Frank Jackson is a really nice 1,000 acre lake and has a good reputation of being a good fishery. Unlike the small state lakes outboards are allowed.


----------



## Jason (Oct 2, 2007)

Nice......the guy wasn't a bald sexy looking guy like me was it? I got a buddy who loves crappie fishing up there too! Or was it an old timer, local?


----------



## FishWalton (Jul 22, 2010)

Old timer....local.


----------



## Jason (Oct 2, 2007)

Ahhhhh 10-4, we still need ta get our schedules in sync and hit the water one day!!!!


----------



## billyb (Aug 22, 2012)

I was going Saturday but am afraid it will be muddy after this rain.


----------



## FishWalton (Jul 22, 2010)

Jason said:


> Ahhhhh 10-4, we still need ta get our schedules in sync and hit the water one day!!!!



I'm open all of next week, but the river over here is predicted to rise 5 ft by Tuesday. Looks like lake fishing will be the only alternative.


----------



## FishWalton (Jul 22, 2010)

billyb said:


> I was going Saturday but am afraid it will be muddy after this rain.


Same over here....prediction is a 5 ft rise from now until next Tuesday.


----------



## FishWalton (Jul 22, 2010)

*Ooops*

Must have had Leon Brooks Hines on my mind when I wrote the post.

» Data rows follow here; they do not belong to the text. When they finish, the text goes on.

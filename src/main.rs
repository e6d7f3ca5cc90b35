// Main entry point - Dependency injection, poll loop and server setup
mod application;
mod domain;
mod infrastructure;
mod presentation;

use std::{net::SocketAddr, sync::Arc, time::Duration};

use anyhow::Context;
use tokio::sync::{Mutex, broadcast, watch};
use tracing_subscriber::EnvFilter;

use crate::application::dashboard_controller::DashboardController;
use crate::application::poller::run_poll_loop;
use crate::infrastructure::config::{load_dashboard_config, load_field_registry};
use crate::infrastructure::http_source::HttpMetricsSource;
use crate::presentation::app_state::AppState;
use crate::presentation::router;

#[tokio::main]
async fn main() -> anyhow::Result<()> {
    // Initialize tracing
    tracing_subscriber::fmt()
        .with_env_filter(EnvFilter::try_from_default_env().unwrap_or_else(|_| EnvFilter::new("info")))
        .init();

    // Load configuration
    let config = load_dashboard_config()?;
    let registry = load_field_registry(config.registry_path.as_deref())?;

    // Create metrics source (infrastructure layer)
    let source = Arc::new(HttpMetricsSource::new(
        config.source.endpoint.clone(),
        config.source.timeout_ms.map(Duration::from_millis),
    )?);

    // Create controller (application layer)
    let controller = DashboardController::create(registry, config.layout.clone())
        .context("Dashboard layout does not match the field registry")?;
    let controller = Arc::new(Mutex::new(controller));

    let (frames, _) = broadcast::channel(16);
    let (shutdown_tx, shutdown_rx) = watch::channel(false);

    tracing::info!("Polling {}", source.endpoint());
    let poller = tokio::spawn(run_poll_loop(
        controller.clone(),
        source,
        Duration::from_millis(config.poll.interval_ms),
        frames.clone(),
        shutdown_rx.clone(),
    ));

    // Build router (presentation layer)
    let state = Arc::new(AppState {
        controller: controller.clone(),
        frames,
        shutdown: shutdown_rx,
    });
    let router = router(state);

    // Start server
    let addr: SocketAddr = config
        .server
        .listen
        .parse()
        .with_context(|| format!("Invalid listen address {}", config.server.listen))?;
    tracing::info!("Starting pistat dashboard on {}", addr);

    axum::serve(tokio::net::TcpListener::bind(addr).await?, router)
        .with_graceful_shutdown(async move {
            let _ = tokio::signal::ctrl_c().await;
            tracing::info!("Shutdown requested");
            let _ = shutdown_tx.send(true);
        })
        .await?;

    poller.await?;
    controller.lock().await.teardown();

    Ok(())
}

Frank Brooks......Frank Jackson.....


----------



## olegator (Dec 6, 2014)

Nice report...thx.


----------



## billyb (Aug 22, 2012)

Called Frank Jackson to check on the conditions after all of this rain. Was told the road to the boat ramp has washed out today so no boat launching will be allowed. Probably will be late next week before they can get it fixed. I would call before I go to make sure or it could be a wasted trip.


----------



## FishWalton (Jul 22, 2010)

WOW...thanks....I was looking in that direction for next week since our rivers area on a big rise again.


----------



## Try'n Hard (Oct 23, 2008)

Any pictures / details of the boat. I'm afraid I'm in the market


----------



## FishWalton (Jul 22, 2010)

I forgot to take pictures of the boat but here is the Triton website with his modelhttp://www.tritonboats.com/boat/456.aspx

It has a livewell in front and back. Also 3 seat pedestal holes in front deck so two guys could sit side by side to spider rig....and one in the middle for 1 guy. 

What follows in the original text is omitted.